He climbs upon a strong bar that crosses his cage, and, fixing his hands tightly, jumps up and down rapidly with his hind paws, bringing them down on the bar with a mighty thump, and shaking the whole place with the violence of his exertions. The keepers have their pet names for all the conspicuous monkeys. Jumbo is the largest of them, and next in order come Jim and Nancy. Nancy is not permitted to associate with the other monkeys, because she has a baby, and her companions would assuredly tease and worry both the mother and her child.
By special favour the reader may, perhaps, be permitted to see this interesting pair of animals, and it is pretty to watch the care which the parent takes of her offspring, and the extreme jealousy with which she regards the least movement of the spectator. She flies forward with grinning teeth and flashing eyes, shakes the bars of her cage violently, and chatters her wrathful defiance to the imagined enemy. The little one is in its way quite as shy, and whenever it takes alarm it leaps at its mother, clasps her round the neck and waist with its hands and feet, and lies, not on her back, as artists so frequently misrepresent, but under her belly, pressed so tightly to her body and buried so deeply in her fur, that at a little distance it cannot be distinguished. The rapidity of the movement is really astonishing. There is a quick spring, and in an instant the little creature is snugly settled in its natural cradle.
The baby looks ten times as old as the mother. Its face is puckered into a hundred wrinkles, and its skin hangs loose and flabby on its cheeks.

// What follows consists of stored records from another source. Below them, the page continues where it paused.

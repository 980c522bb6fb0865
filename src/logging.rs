//! Logging initialization utilities.

use env_logger::Env;

/// Initialize logging. `RUST_LOG` takes precedence over the default filter.
pub fn init(verbose: bool) {
    let default_filter = if verbose { "debug" } else { "warn" };
    let env = Env::default().default_filter_or(default_filter);
    let _ = env_logger::Builder::from_env(env).try_init();
}
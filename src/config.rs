//! Configuration management for tinycurl

use std::fmt;
use std::path::PathBuf;
use std::str::FromStr;
use std::time::Duration;

/// HTTP method enumeration
#[derive(Debug, Clone, Copy, PartialEq, Eq)]
pub enum HttpMethod {
    Get,
    Post,
}

impl fmt::Display for HttpMethod {
    fn fmt(&self, f: &mut fmt::Formatter<'_>) -> fmt::Result {
        let method = match self {
            HttpMethod::Get => "GET",
            HttpMethod::Post => "POST",
        };
        write!(f, "{}", method)
    }
}

impl FromStr for HttpMethod {
    type Err = ();

    fn from_str(s: &str) -> std::result::Result<Self, Self::Err> {
        match s.to_uppercase().as_str() {
            "GET" => Ok(HttpMethod::Get),
            "POST" => Ok(HttpMethod::Post),
            _ => Err(()),
        }
    }
}

/// Proxy configuration
#[derive(Debug, Clone)]
pub struct ProxyConfig {
    pub url: String,
    pub username: Option<String>,
    pub password: Option<String>,
}

/// Where a non-captured response body is written
#[derive(Debug, Clone, Default)]
pub struct OutputConfig {
    /// `None` writes to stdout
    pub file: Option<PathBuf>,
}

/// Settings of the production transport. Opaque to the request builder.
#[derive(Debug, Clone)]
pub struct TransportConfig {
    pub timeout: Duration,
    pub connect_timeout: Duration,
    pub max_redirects: u32,
    pub user_agent: Option<String>,
    pub verify_certs: bool,
    pub proxy: Option<ProxyConfig>,
    pub output: OutputConfig,
}

impl Default for TransportConfig {
    fn default() -> Self {
        TransportConfig {
            timeout: Duration::from_secs(300),
            connect_timeout: Duration::from_secs(30),
            max_redirects: 50,
            user_agent: Some(format!("tinycurl/{}", crate::VERSION)),
            verify_certs: true,
            proxy: None,
            output: OutputConfig::default(),
        }
    }
}
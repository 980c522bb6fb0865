use tinycurl::utils::UrlUtils;

#[test]
fn test_version() {
    assert!(!tinycurl::VERSION.is_empty());
}

#[test]
fn test_url_utils_requires_scheme() {
    assert!(UrlUtils::validate_url("example.com").is_err());
    let url = UrlUtils::validate_url("http://example.com").expect("URL should parse");
    assert_eq!(url.scheme(), "http");
}
//! Fluent request builder

use crate::config::{HttpMethod, TransportConfig};
use crate::error::{CurlError, Result};
use crate::http::reqwest_transport::ReqwestTransport;
use crate::http::response::Response;
use crate::http::transport::{Transport, TransportOption, TransportOutcome};
use crate::utils::UrlUtils;
use url::form_urlencoded;
use url::Url;

/// Validated, chainable configuration of a single GET or POST exchange.
///
/// A builder starts without a URL and refuses to dispatch until
/// [`set_url`](Self::set_url) succeeds. Redirects are followed and the
/// response body is captured unless switched off.
///
/// Every dispatch re-applies all options to the transport, so an instance
/// may be reused sequentially. Use one builder per in-flight request.
#[derive(Debug)]
pub struct RequestBuilder<T: Transport> {
    transport: T,
    url: Option<Url>,
    follow_redirects: bool,
    capture_response: bool,
}

impl RequestBuilder<ReqwestTransport> {
    /// Builder backed by the reqwest transport
    pub fn with_config(config: TransportConfig) -> Self {
        Self::new(ReqwestTransport::new(config))
    }
}

impl<T: Transport> RequestBuilder<T> {
    pub fn new(transport: T) -> Self {
        Self {
            transport,
            url: None,
            follow_redirects: true,
            capture_response: true,
        }
    }

    /// Set the target URL. On error the previously stored URL is kept.
    pub fn set_url(&mut self, candidate: &str) -> Result<&mut Self> {
        let url = UrlUtils::validate_url(candidate)?;
        self.url = Some(url);
        Ok(self)
    }

    pub fn follow_redirects(&mut self, enabled: bool) -> &mut Self {
        self.follow_redirects = enabled;
        self
    }

    /// With capture disabled a successful exchange yields [`Response::Completed`].
    pub fn capture_response(&mut self, enabled: bool) -> &mut Self {
        self.capture_response = enabled;
        self
    }

    pub fn url(&self) -> Option<&Url> {
        self.url.as_ref()
    }

    pub fn is_following_redirects(&self) -> bool {
        self.follow_redirects
    }

    pub fn is_capturing_response(&self) -> bool {
        self.capture_response
    }

    pub fn transport(&self) -> &T {
        &self.transport
    }

    pub fn into_transport(self) -> T {
        self.transport
    }

    /// Send a GET request
    pub fn get(&mut self) -> Result<Response> {
        self.dispatch(HttpMethod::Get, None)
    }

    /// Send a POST request with `fields` as a URL-encoded form body.
    ///
    /// Fields are encoded in iteration order; no fields means an empty body.
    pub fn post<I, K, V>(&mut self, fields: I) -> Result<Response>
    where
        I: IntoIterator<Item = (K, V)>,
        K: AsRef<str>,
        V: AsRef<str>,
    {
        if self.url.is_none() {
            return Err(CurlError::MissingUrl);
        }
        let body = encode_form(fields);
        self.dispatch(HttpMethod::Post, Some(body))
    }

    fn dispatch(&mut self, method: HttpMethod, body: Option<String>) -> Result<Response> {
        let url = self.url.clone().ok_or(CurlError::MissingUrl)?;

        self.transport.configure(TransportOption::Url(url));
        self.transport
            .configure(TransportOption::FollowLocation(self.follow_redirects));
        self.transport
            .configure(TransportOption::ReturnTransfer(self.capture_response));
        self.transport.configure(TransportOption::Method(method));
        if let Some(body) = body {
            self.transport.configure(TransportOption::PostFields(body));
        }

        match self.transport.execute() {
            TransportOutcome::Body(body) => Ok(Response::Body(body)),
            TransportOutcome::Completed => Ok(Response::Completed),
            // The error state belongs to this execute call; read it first.
            TransportOutcome::Failed => Err(CurlError::Transport {
                code: self.transport.last_error_code(),
                message: self.transport.last_error_message(),
            }),
        }
    }
}

/// Encode key/value pairs as `application/x-www-form-urlencoded`
pub fn encode_form<I, K, V>(fields: I) -> String
where
    I: IntoIterator<Item = (K, V)>,
    K: AsRef<str>,
    V: AsRef<str>,
{
    let mut serializer = form_urlencoded::Serializer::new(String::new());
    for (key, value) in fields {
        serializer.append_pair(key.as_ref(), value.as_ref());
    }
    serializer.finish()
}

#[cfg(test)]
mod tests {
    use super::encode_form;
    use std::collections::BTreeMap;

    #[test]
    fn encode_form_keeps_iteration_order() {
        assert_eq!(encode_form([("a", "1"), ("b", "2")]), "a=1&b=2");
        assert_eq!(encode_form([("b", "2"), ("a", "1")]), "b=2&a=1");
    }

    #[test]
    fn encode_form_empty_is_empty() {
        assert_eq!(encode_form(Vec::<(&str, &str)>::new()), "");
    }

    #[test]
    fn encode_form_percent_encodes_keys_and_values() {
        assert_eq!(
            encode_form([("full name", "Jane Doe"), ("q&a", "x=y/z")]),
            "full+name=Jane+Doe&q%26a=x%3Dy%2Fz"
        );
        assert_eq!(encode_form([("city", "Zürich")]), "city=Z%C3%BCrich");
    }

    #[test]
    fn encode_form_accepts_borrowed_maps() {
        let mut fields = BTreeMap::new();
        fields.insert("z".to_string(), "last".to_string());
        fields.insert("a".to_string(), "first".to_string());
        assert_eq!(encode_form(&fields), "a=first&z=last");
    }
}
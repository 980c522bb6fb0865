//! Successful request results

/// Payload of a successful exchange.
///
/// The variant tells which capture policy was in force, so an empty captured
/// body and a deliberately discarded body stay distinguishable.
#[derive(Debug, Clone, PartialEq, Eq)]
pub enum Response {
    /// Captured response body
    Body(String),
    /// Transfer succeeded; the body went to the transport's own output
    Completed,
}

impl Response {
    pub fn body(&self) -> Option<&str> {
        match self {
            Response::Body(body) => Some(body),
            Response::Completed => None,
        }
    }

    pub fn into_body(self) -> Option<String> {
        match self {
            Response::Body(body) => Some(body),
            Response::Completed => None,
        }
    }

    pub fn is_captured(&self) -> bool {
        matches!(self, Response::Body(_))
    }
}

While I was watching this interesting pair, both mother and child became actuated by a common emotion. Their eyes sparkled with excitement; they glared anxiously through the bars of the cage, and they chattered with eager expectation. The keeper had put his hand into the pocket where he kept his apples, and the monkeys had seen the movement. The desired fruit was cut and given to the expecting animals, and then, I regret to say, the mother monkey displayed a more unamiable character than I should have thought her capable of possessing.
In spite of her evident fondness for her offspring, and her jealousy of strangers, she behaved very selfishly, snatched a piece of apple from her child and ate it herself, scolding it the while for daring to eat anything which she wanted.
Anubis Baboon.—[Page 255.]
Wanderoo Monkey.—[Page 255.]
The child, however, was by no means disposed to acquiesce in this appropriation, and when its mother came to take away the next piece of apple that was given to it, the little creature popped the morsel into its mouth. The piece of apple was, however, so large, and the young monkey’s mouth so small, that the greater portion projected from its jaws. The mother made a sharp snatch at the projecting portion, but this time the young one was too quick for her, and, striking the apple smartly with the back of its hand, drove it fairly into its mouth. I really thought that the little animal would be choked, so greatly were its cheeks distended. But by some ingenious process it contrived to nibble away the apple, and seemed rather pleased than inconvenienced by the huge morsel which it had forced into its mouth.